-- RECORD EXTRACTS follows --

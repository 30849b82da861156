use thiserror::Error;

#[derive(Debug, Error)]
pub enum TvPickError {
    /// The candidate data source could not be reached or returned garbage.
    #[error("Candidate source error: {0}")]
    Adapter(String),

    #[error("Storage error: {0}")]
    Storage(String),

    #[error("Config error: {0}")]
    Config(String),

    #[error("Profile error: {0}")]
    Profile(String),

    #[error("Unknown scene '{0}'")]
    UnknownScene(String),

    #[error("Import error: {0}")]
    Import(String),
}
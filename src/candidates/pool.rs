use std::sync::Arc;

use serde::{Deserialize, Serialize};

use crate::error::TvPickError;
use crate::slots::canonical_brand;

use super::types::Candidate;

/// Default size tolerance in inches for windowed size matching.
pub const DEFAULT_SIZE_WINDOW: u32 = 5;

/// Query sent to a candidate source.
#[derive(Debug, Clone, PartialEq, Eq, Serialize, Deserialize)]
pub struct PoolQuery {
    pub size: u32,
    /// Canonical brand key, or `None` for any brand.
    pub brand: Option<String>,
    pub budget_ceiling: Option<u32>,
}

/// The only boundary between the recommendation core and candidate data.
///
/// Implementations must restrict results to the requested size (exact or
/// windowed, their choice) and must NOT drop candidates with an unknown
/// price; price validity is enforced by the selection engine.
pub trait CandidatePool: Send + Sync {
    fn fetch(&self, query: &PoolQuery) -> Result<Vec<Candidate>, TvPickError>;
}

impl<T: CandidatePool + ?Sized> CandidatePool for Arc<T> {
    fn fetch(&self, query: &PoolQuery) -> Result<Vec<Candidate>, TvPickError> {
        (**self).fetch(query)
    }
}

impl<T: CandidatePool + ?Sized> CandidatePool for Box<T> {
    fn fetch(&self, query: &PoolQuery) -> Result<Vec<Candidate>, TvPickError> {
        (**self).fetch(query)
    }
}

/// Whether a candidate's size is within `window` inches of the target.
pub fn size_matches(candidate_size: u32, target: u32, window: u32) -> bool {
    candidate_size.abs_diff(target) <= window
}

/// Vec-backed pool, used for tests and for data already loaded in memory.
pub struct InMemoryPool {
    candidates: Vec<Candidate>,
    size_window: u32,
}

impl InMemoryPool {
    pub fn new(candidates: Vec<Candidate>) -> Self {
        Self {
            candidates,
            size_window: DEFAULT_SIZE_WINDOW,
        }
    }

    /// Override the size tolerance (0 = exact match).
    pub fn with_size_window(mut self, window: u32) -> Self {
        self.size_window = window;
        self
    }
}

impl CandidatePool for InMemoryPool {
    fn fetch(&self, query: &PoolQuery) -> Result<Vec<Candidate>, TvPickError> {
        let brand = query.brand.as_deref().map(canonical_brand);
        Ok(self
            .candidates
            .iter()
            .filter(|c| size_matches(c.size_inch, query.size, self.size_window))
            .filter(|c| {
                brand
                    .as_deref()
                    .map_or(true, |b| canonical_brand(&c.brand) == b)
            })
            .filter(|c| match (query.budget_ceiling, c.valid_price()) {
                (Some(budget), Some(price)) => price <= budget,
                _ => true,
            })
            .cloned()
            .collect())
    }
}

#[cfg(test)]
mod tests {
    use super::*;

    fn pool() -> InMemoryPool {
        InMemoryPool::new(vec![
            Candidate::new("TCL", "Q10M", 75).with_price(8999),
            Candidate::new("TCL", "Q9M", 85).with_price(12999),
            Candidate::new("Hisense", "E8S", 75),
            Candidate::new("SONY", "X90L", 65).with_price(6999),
        ])
    }

    #[test]
    fn test_windowed_size_match() {
        let found = pool()
            .fetch(&PoolQuery {
                size: 75,
                brand: None,
                budget_ceiling: None,
            })
            .unwrap();
        let models: Vec<_> = found.iter().map(|c| c.model.as_str()).collect();
        assert_eq!(models, vec!["Q10M", "E8S"]);
    }

    #[test]
    fn test_exact_size_match() {
        let found = pool()
            .with_size_window(0)
            .fetch(&PoolQuery {
                size: 85,
                brand: None,
                budget_ceiling: None,
            })
            .unwrap();
        assert_eq!(found.len(), 1);
        assert_eq!(found[0].model, "Q9M");
    }

    #[test]
    fn test_budget_keeps_unknown_price() {
        let found = pool()
            .fetch(&PoolQuery {
                size: 75,
                brand: None,
                budget_ceiling: Some(5000),
            })
            .unwrap();
        assert_eq!(found.len(), 1);
        assert_eq!(found[0].model, "E8S");
    }

    #[test]
    fn test_brand_filter_uses_canonical_names() {
        let found = pool()
            .fetch(&PoolQuery {
                size: 75,
                brand: Some("海信".to_string()),
                budget_ceiling: None,
            })
            .unwrap();
        assert_eq!(found.len(), 1);
        assert_eq!(found[0].brand, "Hisense");
    }
}
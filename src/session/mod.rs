//! Ephemeral per-session conversation state.
//!
//! Nothing here survives a restart. Idle sessions expire after a TTL,
//! either lazily on their next access or through [`spawn_sweeper`].

mod store;
mod types;

pub use store::{
    spawn_sweeper, MemorySessionStore, SessionStore, DEFAULT_SESSION_TTL, DEFAULT_SWEEP_INTERVAL,
};
pub use types::{SessionEntry, SessionState};
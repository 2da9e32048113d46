use std::collections::HashSet;

use serde::{Deserialize, Serialize};

use crate::models::UserId;

#[derive(Debug, Clone, Copy, PartialEq, Eq, Default, Serialize, Deserialize)]
#[serde(rename_all = "lowercase")]
pub enum EnrollmentStatus {
    #[default]
    Active,
    /// Follows along without taking a leader slot.
    Observer,
    Withdrawn,
    Pending,
}

impl std::fmt::Display for EnrollmentStatus {
    fn fmt(&self, f: &mut std::fmt::Formatter<'_>) -> std::fmt::Result {
        match self {
            EnrollmentStatus::Active => write!(f, "Active"),
            EnrollmentStatus::Observer => write!(f, "Observer"),
            EnrollmentStatus::Withdrawn => write!(f, "Withdrawn"),
            EnrollmentStatus::Pending => write!(f, "Pending"),
        }
    }
}

#[derive(Debug, Clone, PartialEq, Eq, Serialize, Deserialize)]
pub struct Participant {
    pub user_id: UserId,
    pub nickname: String,
    #[serde(default)]
    pub status: EnrollmentStatus,
}

impl Participant {
    pub fn new(user_id: UserId, nickname: impl Into<String>) -> Self {
        Self {
            user_id,
            nickname: nickname.into(),
            status: EnrollmentStatus::Active,
        }
    }

    pub fn with_status(mut self, status: EnrollmentStatus) -> Self {
        self.status = status;
        self
    }

    /// Only active enrollees are considered for leadership.
    pub fn is_eligible(&self) -> bool {
        self.status == EnrollmentStatus::Active
    }

    /// Enrolled in any capacity that still lets them read along.
    pub fn can_view(&self) -> bool {
        matches!(self.status, EnrollmentStatus::Active | EnrollmentStatus::Observer)
    }

    pub fn display_name(&self) -> String {
        if self.nickname.trim().is_empty() {
            format!("User {}", self.user_id)
        } else {
            self.nickname.clone()
        }
    }
}

/// Everyone enrolled in an event, in the order the enrollment provider
/// returned them. That order is the tie-breaker for balanced allocation.
#[derive(Debug, Clone, Default)]
pub struct Roster {
    participants: Vec<Participant>,
}

impl Roster {
    /// Build a roster, keeping the first entry when a user appears twice.
    pub fn new(participants: Vec<Participant>) -> Self {
        let mut seen = HashSet::new();
        let participants = participants
            .into_iter()
            .filter(|p| seen.insert(p.user_id))
            .collect();
        Self { participants }
    }

    pub fn all(&self) -> &[Participant] {
        &self.participants
    }

    /// Participants eligible for leadership, in roster order.
    pub fn eligible(&self) -> impl Iterator<Item = &Participant> {
        self.participants.iter().filter(|p| p.is_eligible())
    }

    pub fn eligible_count(&self) -> usize {
        self.eligible().count()
    }

    pub fn find(&self, user_id: UserId) -> Option<&Participant> {
        self.participants.iter().find(|p| p.user_id == user_id)
    }

    pub fn is_eligible(&self, user_id: UserId) -> bool {
        self.find(user_id).map(|p| p.is_eligible()).unwrap_or(false)
    }

    pub fn nickname(&self, user_id: UserId) -> Option<String> {
        self.find(user_id).map(|p| p.display_name())
    }

    pub fn is_empty(&self) -> bool {
        self.eligible_count() == 0
    }
}

#[cfg(test)]
mod tests {
    use super::*;

    #[test]
    fn test_roster_excludes_observers_and_withdrawn() {
        let roster = Roster::new(vec![
            Participant::new(1, "Ada"),
            Participant::new(2, "Bo").with_status(EnrollmentStatus::Observer),
            Participant::new(3, "Cy").with_status(EnrollmentStatus::Withdrawn),
            Participant::new(4, "Di"),
        ]);
        let ids: Vec<UserId> = roster.eligible().map(|p| p.user_id).collect();
        assert_eq!(ids, vec![1, 4]);
        assert!(roster.is_eligible(1));
        assert!(!roster.is_eligible(2));
        assert!(!roster.is_eligible(99));
    }

    #[test]
    fn test_roster_dedupes_keeping_first() {
        let roster = Roster::new(vec![
            Participant::new(1, "Ada"),
            Participant::new(1, "Ada again").with_status(EnrollmentStatus::Withdrawn),
        ]);
        assert_eq!(roster.all().len(), 1);
        assert_eq!(roster.nickname(1).as_deref(), Some("Ada"));
    }

    #[test]
    fn test_roster_empty_when_no_active_members() {
        let roster = Roster::new(vec![
            Participant::new(2, "Bo").with_status(EnrollmentStatus::Observer),
        ]);
        assert!(roster.is_empty());
        assert_eq!(roster.all().len(), 1);
    }

    #[test]
    fn test_display_name_fallback() {
        assert_eq!(Participant::new(5, "  ").display_name(), "User 5");
        assert_eq!(Participant::new(5, "Eve").display_name(), "Eve");
    }

    #[test]
    fn test_observer_can_view_but_not_lead() {
        let p = Participant::new(2, "Bo").with_status(EnrollmentStatus::Observer);
        assert!(p.can_view());
        assert!(!p.is_eligible());
    }
}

-- RECORD EXTRACTS concluded --

*EXERCISE INSTRUCTIONS:*
Output exactly the lines of the records from the first through the one bearing "size (exact or", both ends included.

*RESPONSE AREA:*
repository 30849b82da861156
use thiserror::Error;

#[derive(Debug, Error)]
pub enum TvPickError {
    /// The candidate data source could not be reached or returned garbage.
    #[error("Candidate source error: {0}")]
    Adapter(String),

    #[error("Storage error: {0}")]
    Storage(String),

    #[error("Config error: {0}")]
    Config(String),

    #[error("Profile error: {0}")]
    Profile(String),

    #[error("Unknown scene '{0}'")]
    UnknownScene(String),

    #[error("Import error: {0}")]
    Import(String),
}
filename src/candidates/pool.rs
use std::sync::Arc;

use serde::{Deserialize, Serialize};

use crate::error::TvPickError;
use crate::slots::canonical_brand;

use super::types::Candidate;

/// Default size tolerance in inches for windowed size matching.
pub const DEFAULT_SIZE_WINDOW: u32 = 5;

/// Query sent to a candidate source.
#[derive(Debug, Clone, PartialEq, Eq, Serialize, Deserialize)]
pub struct PoolQuery {
    pub size: u32,
    /// Canonical brand key, or `None` for any brand.
    pub brand: Option<String>,
    pub budget_ceiling: Option<u32>,
}

/// The only boundary between the recommendation core and candidate data.
///
/// Implementations must restrict results to the requested size (exact or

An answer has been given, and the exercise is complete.